There's a couple of noteworthy trade-offs made though:
- There's no mocking in the unit-tests
- Most of the efforts (in terms of testing) have been done towards API/integration tests.
Regarding, 1: I generally consider mocking to be a necessary evil at best and a anti-pattern at worst. This is because it tends to break encapsulation, irrelevant changes often breaks tests and when there's a lot of mocking going on there's even a question of what value the test serves. Integrating with external systems are of course often necessary but in those cases I tend to prefer stubbing. In this case, though, I simply chose to do neither and simply let the tests call the "real" interfaces. In a "real world" scenario this might be a bad idea although I think it's always good to base those decisions on emperical data :)

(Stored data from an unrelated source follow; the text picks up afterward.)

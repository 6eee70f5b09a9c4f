pub mod action_log;
pub mod cli;
pub mod config;
pub mod error;
pub mod extractor;
pub mod js_templates;
pub mod navigator;
pub mod orchestrator;
pub mod output;
pub mod queue;
pub mod request;
pub mod result;
pub mod server;
pub mod session;
pub mod timeouts;

pub use config::Config;
pub use error::{ErrorKind, NavigatorError, OrchestratorError};
pub use orchestrator::{Orchestrator, OrchestratorStatus, WorkflowState};
pub use request::{
    AuthCredentials, BrowserAction, ExtractionOptions, FormSubmission, LoginSelectors,
    ScriptedAction, WorkflowRequest,
};
pub use result::WorkflowResult;

pub type Result<T> = std::result::Result<T, OrchestratorError>;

Regarding 2, this project has more integration test/API-tests than unit-tests. This is done by using a tool called
skivvy (created by yours truly) that can be found here: github.com/hyrfilm/skivvy
There's several reasons why I chose to go down this route, testing the API-directly means that nothing needs to be
"simulated" / "mocked" which increases the chances of the tests actually finding errors. The other reason I chose
to do this is because it's possible to test the "whole chain" (similar to e2e-tests) including things like OAuth
authenticaion etc which could otherwise be a bit messy to test. The third reason is that creating the API-tests
are quite a low-cost in terms of effort. The main idea behind skivvy tests is that the tests are of the same
kind as what you're testing (json over http), you also only provide what you're interested in testing (unlike
snapshots) which means that it's possible to have simple focused API-tests that don't break because an irrelevant
change was done.
The skivvy tests can be found under api_tests
. You can read more about skivvy here: github.com/hyrfilm/skivvy
(For simplicity these tests are run in a docker container, so nothing needs to be installed via pip)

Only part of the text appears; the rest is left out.